I jumped straight to solutions and had to walk it back.
Start by clarifying the problem scope and defining what 'generic' and 'personalized' mean for Yelp's users, then segment users and identify root causes through data. Propose a prioritized set of solutions, define success metrics, and outline a test-and-learn plan to validate impact.
Pro tip: Anchor your answer in a clear user problem statement and tie every proposed solution back to a measurable metric—this shows you think like a PM who balances user value with business impact.
Ask clarifying questions to understand the feedback source, user segments affected, and what 'personalized' means (e.g., based on history, location, preferences). Define the problem statement clearly.

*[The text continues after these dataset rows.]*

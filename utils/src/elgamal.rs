//! Elgamal encryption of group elements.
//!
//! Besides plain encryption and decryption, ciphertexts can be rerandomized, gain extra randomness
//! under the same key and be raised to a scalar, which is what the blind conversion of group
//! signatures is built from.

use crate::serde_utils::ArkObjectBytes;
use ark_ec::{AffineRepr, CurveGroup};
use ark_ff::PrimeField;
use ark_serialize::{CanonicalDeserialize, CanonicalSerialize};
use ark_std::{ops::Neg, rand::RngCore, UniformRand};
use serde::{Deserialize, Serialize};
use serde_with::serde_as;
use zeroize::{Zeroize, ZeroizeOnDrop};

#[serde_as]
#[derive(
    Clone,
    Debug,
    PartialEq,
    Eq,
    Zeroize,
    ZeroizeOnDrop,
    CanonicalSerialize,
    CanonicalDeserialize,
    Serialize,
    Deserialize,
)]
pub struct SecretKey<F: PrimeField>(#[serde_as(as = "ArkObjectBytes")] pub F);

#[serde_as]
#[derive(
    Clone, Debug, PartialEq, Eq, CanonicalSerialize, CanonicalDeserialize, Serialize, Deserialize,
)]
pub struct PublicKey<G: AffineRepr>(#[serde_as(as = "ArkObjectBytes")] pub G);

impl<F: PrimeField> SecretKey<F> {
    pub fn new<R: RngCore + ?Sized>(rng: &mut R) -> Self {
        Self(F::rand(rng))
    }
}

impl<G: AffineRepr> PublicKey<G> {
    pub fn new(secret_key: &SecretKey<G::ScalarField>, gen: &G) -> Self {
        Self((*gen * secret_key.0).into_affine())
    }
}

pub fn keygen<R: RngCore + ?Sized, G: AffineRepr>(
    rng: &mut R,
    gen: &G,
) -> (SecretKey<G::ScalarField>, PublicKey<G>) {
    let sk = SecretKey::new(rng);
    let pk = PublicKey::new(&sk, gen);
    (sk, pk)
}

/// Elgamal encryption of a group element `m`
#[serde_as]
#[derive(
    Clone,
    Copy,
    Debug,
    PartialEq,
    Eq,
    CanonicalSerialize,
    CanonicalDeserialize,
    Serialize,
    Deserialize,
)]
pub struct Ciphertext<G: AffineRepr> {
    /// `m + r * pk`
    #[serde_as(as = "ArkObjectBytes")]
    pub enc1: G,
    /// Ephemeral public key `r * gen`
    #[serde_as(as = "ArkObjectBytes")]
    pub enc2: G,
}

impl<G: AffineRepr> Ciphertext<G> {
    /// Returns the ciphertext and randomness created for encryption
    pub fn new<R: RngCore + ?Sized>(
        rng: &mut R,
        msg: &G,
        public_key: &G,
        gen: &G,
    ) -> (Self, G::ScalarField) {
        let randomness = G::ScalarField::rand(rng);
        (
            Self::new_with_randomness(msg, public_key, gen, &randomness),
            randomness,
        )
    }

    pub fn new_with_randomness(
        msg: &G,
        public_key: &G,
        gen: &G,
        randomness: &G::ScalarField,
    ) -> Self {
        let enc1 = (*public_key * randomness + msg).into_affine();
        let enc2 = (*gen * randomness).into_affine();
        Self { enc1, enc2 }
    }

    pub fn decrypt(&self, secret_key: &G::ScalarField) -> G {
        ((self.enc2 * secret_key).neg() + self.enc1).into_affine()
    }

    /// Adds `extra` to the encryption randomness, so the result encrypts the same message with
    /// randomness `r + extra`.
    pub fn add_randomness(&self, extra: &G::ScalarField, public_key: &G, gen: &G) -> Self {
        Self {
            enc1: (*public_key * extra + self.enc1).into_affine(),
            enc2: (*gen * extra + self.enc2).into_affine(),
        }
    }

    /// Fresh ciphertext of the same message, unlinkable to this one without the secret key.
    pub fn rerandomize<R: RngCore + ?Sized>(&self, rng: &mut R, public_key: &G, gen: &G) -> Self {
        self.add_randomness(&G::ScalarField::rand(rng), public_key, gen)
    }

    /// Encryption of `m * factor` with randomness `r * factor`.
    pub fn scale(&self, factor: &G::ScalarField) -> Self {
        Self {
            enc1: (self.enc1 * factor).into_affine(),
            enc2: (self.enc2 * factor).into_affine(),
        }
    }
}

Analyze data to identify why recommendations feel generic: lack of user data, over-reliance on popularity, insufficient signals, or poor algorithm. Segment users to see if the issue is universal or specific to certain groups.
Brainstorm potential solutions (e.g., collaborative filtering, contextual signals, explicit preferences) and prioritize using impact vs. effort, considering technical feasibility and user value.
Establish metrics like CTR, engagement, user satisfaction (NPS), and retention to measure improvement. Set a baseline and target for each metric.
Propose an A/B test or pilot to validate the solution, with clear hypotheses and success criteria. Outline a plan to iterate based on results and scale if successful.
AI-generated suggestions, not part of the candidate's original notes. May be inaccurate — verify before relying on them.